3. Enumeration of coagulase-positive Staphylococci
Staphylococcal food poisoning is among the most prevalent causes of foodborne intoxication. To monitor the safety and quality of food, rapid and reliable enumeration procedures for Staphylococcus aureus are essential.
The presence of a large number of S. aureus organisms in food may indicate poor handling or sanitation.
The test is carried out by technique using Baird Parker Agar Medium in accordance with ISO 6888-1:19999
4. Enumeration of Coliform
The coliform count is a hygienic indicator and a high level of coliform count generally indicates an unsanitary condition or poor hygiene practices during or after food production.

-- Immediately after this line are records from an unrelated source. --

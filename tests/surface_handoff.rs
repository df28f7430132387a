use std::sync::Arc;
use std::thread;

use vmview::display::{
    CursorImage, CursorOverlayState, DirtyRegionDispatcher, DisplaySurface, PixelFormat, Rect,
    ScreenGeometry, SharedDisplayState, SurfaceHandoff,
};
use vmview::ui::{ui_queue, HeadlessToolkit, UiCommand};

fn cursor(width: u32, height: u32) -> CursorImage {
    CursorImage::new(width, height, vec![0xff; (width * height * 4) as usize].into())
}

#[test]
fn redraws_apply_only_to_their_own_surface() {
    let state = SharedDisplayState::new(ScreenGeometry::default());
    let (queue, rx) = ui_queue();
    let handoff = SurfaceHandoff::new(Arc::clone(&state), queue.clone());
    let dirty = DirtyRegionDispatcher::new(Arc::clone(&state), queue);

    handoff.switch_surface(DisplaySurface::blank(640, 480, PixelFormat::Bgrx8888).unwrap());
    dirty.schedule(Rect::new(0, 0, 8, 8));
    let second = handoff.switch_surface(DisplaySurface::blank(640, 480, PixelFormat::Bgrx8888).unwrap());
    dirty.schedule(Rect::new(8, 8, 8, 8));

    let mut toolkit = HeadlessToolkit::default();
    let mut applied = Vec::new();
    while let Some(command) = rx.try_recv() {
        match command {
            UiCommand::AdoptGeometry => {
                assert_eq!(handoff.adopt_geometry(&mut toolkit), Some(second));
            }
            UiCommand::Redraw { surface, rect } => {
                if dirty.apply(surface, rect, &mut toolkit) {
                    applied.push(surface);
                }
            }
            other => panic!("unexpected command: {other:?}"),
        }
    }
    assert_eq!(applied, vec![second]);
    assert_eq!(toolkit.invalidated(), &[Rect::new(8, 8, 8, 8)]);
}

#[test]
fn concurrent_switches_never_invalidate_a_stale_tag() {
    let state = SharedDisplayState::new(ScreenGeometry::default());
    let (queue, rx) = ui_queue();
    let handoff = Arc::new(SurfaceHandoff::new(Arc::clone(&state), queue.clone()));
    let dirty = Arc::new(DirtyRegionDispatcher::new(Arc::clone(&state), queue));

    let engine = {
        let handoff = Arc::clone(&handoff);
        let dirty = Arc::clone(&dirty);
        thread::spawn(move || {
            for i in 0..200u32 {
                handoff.switch_surface(
                    DisplaySurface::blank(64 + i % 3, 64, PixelFormat::Bgrx8888).unwrap(),
                );
                dirty.schedule(Rect::new(0, 0, 4, 4));
            }
        })
    };

    let mut toolkit = HeadlessToolkit::default();
    let mut applied = 0;
    let mut finished = false;
    loop {
        match rx.try_recv() {
            Some(UiCommand::AdoptGeometry) => {
                handoff.adopt_geometry(&mut toolkit);
            }
            Some(UiCommand::Redraw { surface, rect }) => {
                let current = state.current_surface_id();
                if dirty.apply(surface, rect, &mut toolkit) {
                    applied += 1;
                    assert!(surface <= current.unwrap());
                }
            }
            Some(other) => panic!("unexpected command: {other:?}"),
            None if finished => break,
            None => finished = engine.is_finished(),
        }
    }
    engine.join().unwrap();

    assert!(applied <= 200);
    assert_eq!(
        handoff.adopt_geometry(&mut toolkit),
        state.current_surface_id()
    );
    assert_eq!(toolkit.view_size().1, 64);
}

#[test]
fn redefining_a_visible_cursor_invalidates_old_and_new_bounds() {
    let state = SharedDisplayState::new(ScreenGeometry::default());
    let (queue, rx) = ui_queue();
    let handoff = SurfaceHandoff::new(Arc::clone(&state), queue.clone());
    let surface = handoff.switch_surface(DisplaySurface::blank(640, 480, PixelFormat::Bgrx8888).unwrap());
    let overlay = CursorOverlayState::new(
        Arc::clone(&state),
        DirtyRegionDispatcher::new(Arc::clone(&state), queue),
    );

    overlay.define(cursor(12, 20));
    overlay.move_to(40, 30, true);
    while rx.try_recv().is_some() {}

    overlay.define(cursor(24, 24));
    let mut redraws = Vec::new();
    while let Some(command) = rx.try_recv() {
        if let UiCommand::Redraw { surface: tag, rect } = command {
            assert_eq!(tag, surface);
            redraws.push(rect);
        }
    }
    assert_eq!(
        redraws,
        vec![Rect::new(40, 30, 12, 20), Rect::new(40, 30, 24, 24)]
    );

    let snapshot = handoff.render_snapshot();
    let placed = snapshot.cursor.expect("visible cursor in snapshot");
    assert_eq!((placed.x, placed.y, placed.image.width()), (40, 30, 24));
}
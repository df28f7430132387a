use super::{Axis, Engine, GuestButton};
use crate::clipboard::{ClipboardInfo, ClipboardType, PeerId};
use crate::input::console::ConsoleKey;
use crate::input::keycodes::GuestKey;
use std::sync::atomic::{AtomicBool, Ordering};
use std::sync::{Arc, Mutex, PoisonError};

#[derive(Debug, Clone, PartialEq, Eq)]
pub enum EngineCall {
    Key { key: GuestKey, down: bool },
    PointerAbsolute { axis: Axis, value: i32, min: i32, max: i32 },
    PointerRelative { axis: Axis, delta: i32 },
    Button { button: GuestButton, down: bool },
    Sync,
    ConsoleKey(ConsoleKey),
    SelectConsole(usize),
    ClipboardAnnounce { peer: PeerId },
    ClipboardRequest { kind: ClipboardType },
    ClipboardPublish { peer: PeerId, kind: ClipboardType, len: usize },
    ViewSize { width: u32, height: u32 },
}

/// Engine stand-in that records every call and logs it at `trace`.
///
/// Used by the headless binary and by tests.
#[derive(Debug)]
pub struct RecordingEngine {
    calls: Mutex<Vec<EngineCall>>,
    graphical: AtomicBool,
    absolute: AtomicBool,
}

impl Default for RecordingEngine {
    fn default() -> Self {
        Self {
            calls: Mutex::new(Vec::new()),
            graphical: AtomicBool::new(true),
            absolute: AtomicBool::new(false),
        }
    }
}

impl RecordingEngine {
    pub fn set_graphical(&self, graphical: bool) {
        self.graphical.store(graphical, Ordering::SeqCst);
    }

    pub fn set_pointer_absolute(&self, absolute: bool) {
        self.absolute.store(absolute, Ordering::SeqCst);
    }

    pub fn calls(&self) -> Vec<EngineCall> {
        self.calls
            .lock()
            .unwrap_or_else(PoisonError::into_inner)
            .clone()
    }

    pub fn take_calls(&self) -> Vec<EngineCall> {
        std::mem::take(&mut *self.calls.lock().unwrap_or_else(PoisonError::into_inner))
    }

    fn record(&self, call: EngineCall) {
        tracing::trace!(?call, "engine call");
        self.calls
            .lock()
            .unwrap_or_else(PoisonError::into_inner)
            .push(call);
    }
}

impl Engine for RecordingEngine {
    fn submit_key_event(&self, key: GuestKey, down: bool) {
        self.record(EngineCall::Key { key, down });
    }

    fn submit_pointer_absolute(&self, axis: Axis, value: i32, min: i32, max: i32) {
        self.record(EngineCall::PointerAbsolute {
            axis,
            value,
            min,
            max,
        });
    }

    fn submit_pointer_relative(&self, axis: Axis, delta: i32) {
        self.record(EngineCall::PointerRelative { axis, delta });
    }

    fn submit_button(&self, button: GuestButton, down: bool) {
        self.record(EngineCall::Button { button, down });
    }

    fn sync_input_batch(&self) {
        self.record(EngineCall::Sync);
    }

    fn submit_console_key(&self, key: ConsoleKey) {
        self.record(EngineCall::ConsoleKey(key));
    }

    fn current_console_is_graphical(&self) -> bool {
        self.graphical.load(Ordering::SeqCst)
    }

    fn select_console(&self, index: usize) {
        self.record(EngineCall::SelectConsole(index));
    }

    fn pointer_is_absolute(&self) -> bool {
        self.absolute.load(Ordering::SeqCst)
    }

    fn clipboard_announce(&self, info: &Arc<ClipboardInfo>) {
        self.record(EngineCall::ClipboardAnnounce { peer: info.owner() });
    }

    fn clipboard_request_data(&self, _info: &Arc<ClipboardInfo>, kind: ClipboardType) {
        self.record(EngineCall::ClipboardRequest { kind });
    }

    fn clipboard_publish(
        &self,
        peer: PeerId,
        info: &Arc<ClipboardInfo>,
        kind: ClipboardType,
        bytes: Vec<u8>,
    ) {
        self.record(EngineCall::ClipboardPublish {
            peer,
            kind,
            len: bytes.len(),
        });
        info.set_data(kind, bytes);
    }

    fn notify_view_size(&self, width: u32, height: u32) {
        self.record(EngineCall::ViewSize { width, height });
    }
}
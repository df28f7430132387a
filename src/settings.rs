use crate::error::ShimError;
use crate::input::keycodes::GuestKey;
use serde::{Deserialize, Serialize};
use std::collections::HashMap;

/// Rendering backends this build can drive.
#[derive(Debug, Clone, Copy, PartialEq, Eq)]
pub enum RenderBackend {
    /// CPU compositing into a toolkit image, the default.
    CoreGraphics,
    /// Texture upload through the GPU collaborator.
    Texture,
}

impl RenderBackend {
    pub fn parse(name: &str) -> Result<Self, ShimError> {
        match name.trim().to_ascii_lowercase().as_str() {
            "cg" | "coregraphics" | "software" => Ok(Self::CoreGraphics),
            "texture" | "metal" => Ok(Self::Texture),
            _ => Err(ShimError::UnsupportedBackend(name.to_string())),
        }
    }
}

#[derive(Debug, Serialize, Deserialize, Clone, PartialEq)]
pub struct Settings {
    /// When enabled the logger is initialised at debug level.
    #[serde(default)]
    pub debug_logging: bool,
    /// Optional file receiving a copy of every log record.
    #[serde(default)]
    pub log_file: Option<String>,
    /// Name of the rendering backend. Validated at startup.
    #[serde(default = "default_render_backend")]
    pub render_backend: String,
    /// Send Option as Meta and Command as Alt to the guest.
    #[serde(default)]
    pub swap_option_command: bool,
    /// Forward the left Command key to the guest while the pointer is captured.
    #[serde(default = "default_left_command_key")]
    pub left_command_key: bool,
    /// Install a global capture hook while the pointer is captured so host
    /// shortcuts reach the guest.
    #[serde(default)]
    pub full_grab: bool,
    /// Scale the guest display to the view instead of resizing the view.
    #[serde(default)]
    pub zoom_to_fit: bool,
    /// Host key code to guest key replacements applied over the default table.
    #[serde(default)]
    pub keymap_overrides: HashMap<u16, GuestKey>,
}

fn default_render_backend() -> String {
    "cg".into()
}

fn default_left_command_key() -> bool {
    true
}

impl Default for Settings {
    fn default() -> Self {
        Self {
            debug_logging: false,
            log_file: None,
            render_backend: default_render_backend(),
            swap_option_command: false,
            left_command_key: default_left_command_key(),
            full_grab: false,
            zoom_to_fit: false,
            keymap_overrides: HashMap::new(),
        }
    }
}

impl Settings {
    pub fn load(path: &str) -> anyhow::Result<Self> {
        let content = std::fs::read_to_string(path).unwrap_or_default();
        if content.trim().is_empty() {
            return Ok(Self::default());
        }
        Ok(serde_json::from_str(&content)?)
    }

    pub fn save(&self, path: &str) -> anyhow::Result<()> {
        let json = serde_json::to_string_pretty(self)?;
        std::fs::write(path, json)?;
        Ok(())
    }

    pub fn render_backend(&self) -> Result<RenderBackend, ShimError> {
        RenderBackend::parse(&self.render_backend)
    }
}

#[cfg(test)]
mod tests {
    use super::*;

    #[test]
    fn missing_fields_fall_back_to_defaults() {
        let settings: Settings = serde_json::from_str(r#"{"full_grab": true}"#).unwrap();
        assert!(settings.full_grab);
        assert!(settings.left_command_key);
        assert_eq!(settings.render_backend, "cg");
        assert!(settings.keymap_overrides.is_empty());
    }

    #[test]
    fn unknown_backend_is_a_configuration_error() {
        let settings = Settings {
            render_backend: "opengl".into(),
            ..Settings::default()
        };
        match settings.render_backend() {
            Err(ShimError::UnsupportedBackend(name)) => assert_eq!(name, "opengl"),
            other => panic!("unexpected result: {other:?}"),
        }
    }

    #[test]
    fn backend_names_are_case_insensitive() {
        assert_eq!(
            RenderBackend::parse(" Metal ").unwrap(),
            RenderBackend::Texture
        );
        assert_eq!(
            RenderBackend::parse("CG").unwrap(),
            RenderBackend::CoreGraphics
        );
    }
}
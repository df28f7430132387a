use super::cursor::CursorPlacement;
use super::{ScreenGeometry, SharedDisplayState};
use crate::error::ShimError;
use crate::ui::queue::{UiCommand, UiQueue};
use crate::ui::toolkit::Toolkit;
use std::sync::atomic::{AtomicU64, Ordering};
use std::sync::Arc;

static NEXT_SURFACE_ID: AtomicU64 = AtomicU64::new(1);

/// Identity of one display surface. Never reused within a process.
#[derive(Debug, Clone, Copy, PartialEq, Eq, Hash, PartialOrd, Ord)]
pub struct SurfaceId(u64);

impl SurfaceId {
    fn next() -> Self {
        Self(NEXT_SURFACE_ID.fetch_add(1, Ordering::Relaxed))
    }

    pub fn get(self) -> u64 {
        self.0
    }
}

#[derive(Debug, Clone, Copy, PartialEq, Eq)]
pub enum PixelFormat {
    Bgrx8888,
    Rgbx8888,
    Rgb565,
}

impl PixelFormat {
    pub fn bytes_per_pixel(self) -> u32 {
        match self {
            PixelFormat::Bgrx8888 | PixelFormat::Rgbx8888 => 4,
            PixelFormat::Rgb565 => 2,
        }
    }
}

fn packed_stride(width: u32, format: PixelFormat) -> Option<u32> {
    width.checked_mul(format.bytes_per_pixel())
}

/// Engine-owned framebuffer for one display mode. Replaced on mode switch,
/// never mutated in place.
#[derive(Debug)]
pub struct DisplaySurface {
    id: SurfaceId,
    width: u32,
    height: u32,
    format: PixelFormat,
    stride: u32,
    pixels: Arc<[u8]>,
}

impl DisplaySurface {
    /// Wrap `pixels` with a tightly packed stride.
    pub fn new(
        width: u32,
        height: u32,
        format: PixelFormat,
        pixels: Arc<[u8]>,
    ) -> Result<Self, ShimError> {
        let stride =
            packed_stride(width, format).ok_or(ShimError::SurfaceTooLarge { width, height })?;
        Ok(Self::with_stride(width, height, format, stride, pixels))
    }

    pub fn with_stride(
        width: u32,
        height: u32,
        format: PixelFormat,
        stride: u32,
        pixels: Arc<[u8]>,
    ) -> Self {
        Self {
            id: SurfaceId::next(),
            width,
            height,
            format,
            stride,
            pixels,
        }
    }

    /// Zero-filled surface.
    pub fn blank(width: u32, height: u32, format: PixelFormat) -> Result<Self, ShimError> {
        let len = packed_stride(width, format)
            .and_then(|stride| usize::try_from(stride).ok())
            .and_then(|stride| stride.checked_mul(usize::try_from(height).ok()?))
            .ok_or(ShimError::SurfaceTooLarge { width, height })?;
        Self::new(width, height, format, vec![0u8; len].into())
    }

    pub fn id(&self) -> SurfaceId {
        self.id
    }

    pub fn width(&self) -> u32 {
        self.width
    }

    pub fn height(&self) -> u32 {
        self.height
    }

    pub fn format(&self) -> PixelFormat {
        self.format
    }

    pub fn stride(&self) -> u32 {
        self.stride
    }

    pub fn pixels(&self) -> &[u8] {
        &self.pixels
    }
}

/// Everything a render pass needs, captured under the display mutex.
/// Holding the snapshot keeps the buffers alive after a switch.
#[derive(Debug, Clone)]
pub struct RenderSnapshot {
    pub surface: Option<Arc<DisplaySurface>>,
    pub cursor: Option<CursorPlacement>,
    pub geometry: ScreenGeometry,
}

pub struct SurfaceHandoff {
    state: Arc<SharedDisplayState>,
    queue: UiQueue,
}

impl SurfaceHandoff {
    pub fn new(state: Arc<SharedDisplayState>, queue: UiQueue) -> Self {
        Self { state, queue }
    }

    /// Engine thread: make `surface` current. Schedules one geometry task
    /// unless one is already pending.
    pub fn switch_surface(&self, surface: DisplaySurface) -> SurfaceId {
        let id = surface.id();
        let (previous, schedule) = {
            let mut state = self.state.lock();
            let previous = state.surface.replace(Arc::new(surface));
            let schedule = !state.adopt_pending;
            state.adopt_pending = true;
            (previous, schedule)
        };
        drop(previous);

        tracing::debug!(surface = id.get(), schedule, "surface switched");
        if schedule {
            self.queue.post(UiCommand::AdoptGeometry);
        }
        id
    }

    /// UI thread: apply the geometry of whatever surface is current now.
    pub fn adopt_geometry(&self, toolkit: &mut dyn Toolkit) -> Option<SurfaceId> {
        let (surface, resize) = {
            let mut state = self.state.lock();
            state.adopt_pending = false;
            let surface = state.surface.clone()?;
            let resize = !state.geometry.zoom_to_fit;
            if resize {
                state.geometry.width = surface.width();
                state.geometry.height = surface.height();
            }
            (surface, resize)
        };

        if resize {
            toolkit.resize_view(surface.width(), surface.height());
        }
        toolkit.surface_changed(&surface);
        tracing::debug!(
            surface = surface.id().get(),
            width = surface.width(),
            height = surface.height(),
            "adopted surface geometry"
        );
        Some(surface.id())
    }

    pub fn render_snapshot(&self) -> RenderSnapshot {
        let state = self.state.lock();
        let cursor = match (&state.cursor, state.mouse_visible) {
            (Some(image), true) => Some(CursorPlacement {
                image: Arc::clone(image),
                x: state.mouse_x,
                y: state.mouse_y,
            }),
            _ => None,
        };
        RenderSnapshot {
            surface: state.surface.clone(),
            cursor,
            geometry: state.geometry,
        }
    }
}

#[cfg(test)]
mod tests {
    use super::*;
    use crate::ui::headless::HeadlessToolkit;
    use crate::ui::queue::ui_queue;

    #[test]
    fn burst_of_switches_schedules_one_adopt() {
        let state = SharedDisplayState::new(ScreenGeometry::default());
        let (queue, rx) = ui_queue();
        let handoff = SurfaceHandoff::new(state, queue);

        handoff.switch_surface(DisplaySurface::blank(640, 480, PixelFormat::Bgrx8888).unwrap());
        handoff.switch_surface(DisplaySurface::blank(800, 600, PixelFormat::Bgrx8888).unwrap());
        let last = handoff.switch_surface(DisplaySurface::blank(1024, 768, PixelFormat::Bgrx8888).unwrap());

        assert!(matches!(rx.try_recv(), Some(UiCommand::AdoptGeometry)));
        assert!(rx.try_recv().is_none());

        let mut toolkit = HeadlessToolkit::default();
        assert_eq!(handoff.adopt_geometry(&mut toolkit), Some(last));
        assert_eq!(toolkit.view_size(), (1024, 768));

        handoff.switch_surface(DisplaySurface::blank(640, 480, PixelFormat::Bgrx8888).unwrap());
        assert!(matches!(rx.try_recv(), Some(UiCommand::AdoptGeometry)));
    }

    #[test]
    fn zoom_to_fit_keeps_view_size() {
        let state = SharedDisplayState::new(ScreenGeometry {
            width: 1280,
            height: 800,
            zoom_to_fit: true,
            ..ScreenGeometry::default()
        });
        let (queue, _rx) = ui_queue();
        let handoff = SurfaceHandoff::new(Arc::clone(&state), queue);
        handoff.switch_surface(DisplaySurface::blank(640, 480, PixelFormat::Rgb565).unwrap());

        let mut toolkit = HeadlessToolkit::default();
        handoff.adopt_geometry(&mut toolkit);
        assert_eq!(state.geometry().size(), (1280, 800));
        assert_eq!(toolkit.surface_changes(), 1);
    }

    #[test]
    fn oversized_surface_is_rejected() {
        match DisplaySurface::blank(u32::MAX, 2, PixelFormat::Bgrx8888) {
            Err(ShimError::SurfaceTooLarge { width, height }) => {
                assert_eq!((width, height), (u32::MAX, 2));
            }
            other => panic!("unexpected result: {other:?}"),
        }
        assert_eq!(packed_stride(40_000, PixelFormat::Bgrx8888), Some(160_000));
    }

    #[test]
    fn snapshot_outlives_replacement() {
        let state = SharedDisplayState::new(ScreenGeometry::default());
        let (queue, _rx) = ui_queue();
        let handoff = SurfaceHandoff::new(state, queue);
        let pixels: Arc<[u8]> = vec![7u8; 4 * 4 * 4].into();
        handoff.switch_surface(DisplaySurface::new(4, 4, PixelFormat::Bgrx8888, pixels).unwrap());

        let snapshot = handoff.render_snapshot();
        handoff.switch_surface(DisplaySurface::blank(8, 8, PixelFormat::Bgrx8888).unwrap());

        let surface = snapshot.surface.expect("surface captured");
        assert_eq!(surface.width(), 4);
        assert!(surface.pixels().iter().all(|b| *b == 7));
    }
}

In this test, the characteristic blue colonies of coliforms on VRBL medium are counted. Then if required, a number of colonies are confirmed by fermentation of lactose
The test is carried out by colony count technique, in accordance with ISO 4832:2006
5. Enumeration of β-glucuronidase positive Escherichia coli
E. coli is a member of the family Enterobacteriaceae, although most strains of E. coli are not regarded as pathogens, they can be opportunistic pathogens that cause infections in immune-compromised hosts.
β-glucuronidase positive Escherichia coli bacteria are which at 44.0 °C form typical blue colony on tryptone-bile-glucuronide medium (TBX)
The test is carried out by colony count technique, in accordance with ISO 16649-2:2001
6. Detection of salmonella spp.
Salmonella is a group of bacteria that can cause gastrointestinal illness and fever called salmonellosis.
This method detects the Presence or Absence of the bacterium.
The detection of Salmonella requires four successive stages:
- Pre-enrichment in non-selective liquid medium
- Enrichment in selective medium
- Plating out on selective solid medium
- Confirmation
The test is performed in accordance with ISO 6579-1:2017
7. Detection and Enumeration of Enterobacteriaceae
Enterobacteriaceae is a large family of Gram-negative bacteria recognized as an important group in the food industry for monitoring hygiene and sanitation.
In this test, the Characteristic pink to red or purple colonies on VRBG agar medium are counted. then a number of colonies are confirmed by glucose fermentation test and oxidase reaction.
The test is carried out by colony count technique, in accordance with ISO 21528-2:2017
8. Enumeration of sulfite reducing anaerobes (Clostridia)
Anaerobic sulfite-reducing bacteria are generally considered as indicators of clostridial contamination in food products.
In this test, Sulfite reducing bacteria form a typical black colony due to the formation of iron (II) sulfide as a result of the reaction between sulfide ions and trivalent iron [Fe (III)] present in the medium.
The test is carried out in accordance with ISO 15213:2003
9. Enumeration of Clostridium perfringens
Clostridium perfringens bacteria are one of the most common causes of foodborne illness.
In this test, the characteristic black colonies of C. perfringens on a selective medium are counted and confirmed
The test is carried out by colony count technique, in accordance with ISO 7937-2004
10. Detection of Listeria monocytogenes
Listeria monocytogenes (L. monocytogenes) is a species of pathogenic bacteria that can be found in moist environments, soil, water, decaying vegetation, and animals, and can survive and even grow under refrigeration and other food preservation measures.
The detection of L. monocytogenes and of Listeria spp. necessitates four successive stages:
- Primary enrichment (in selective liquid medium with reduced Conc. of selective agents)
- Secondary enrichment (in selective liquid medium with full Conc. of selective agents)
- Plating out
- Confirmation
This method detects the Presence or Absence of the bacterium. The test is performed in accordance with ISO 11290-1:2017
11. Enumeration of Bacillus cereus
Bacillus cereus is a foodborne pathogen that can produce toxins, causing two types of gastrointestinal illness: Emetic (vomiting) syndrome and diarrheal syndrome.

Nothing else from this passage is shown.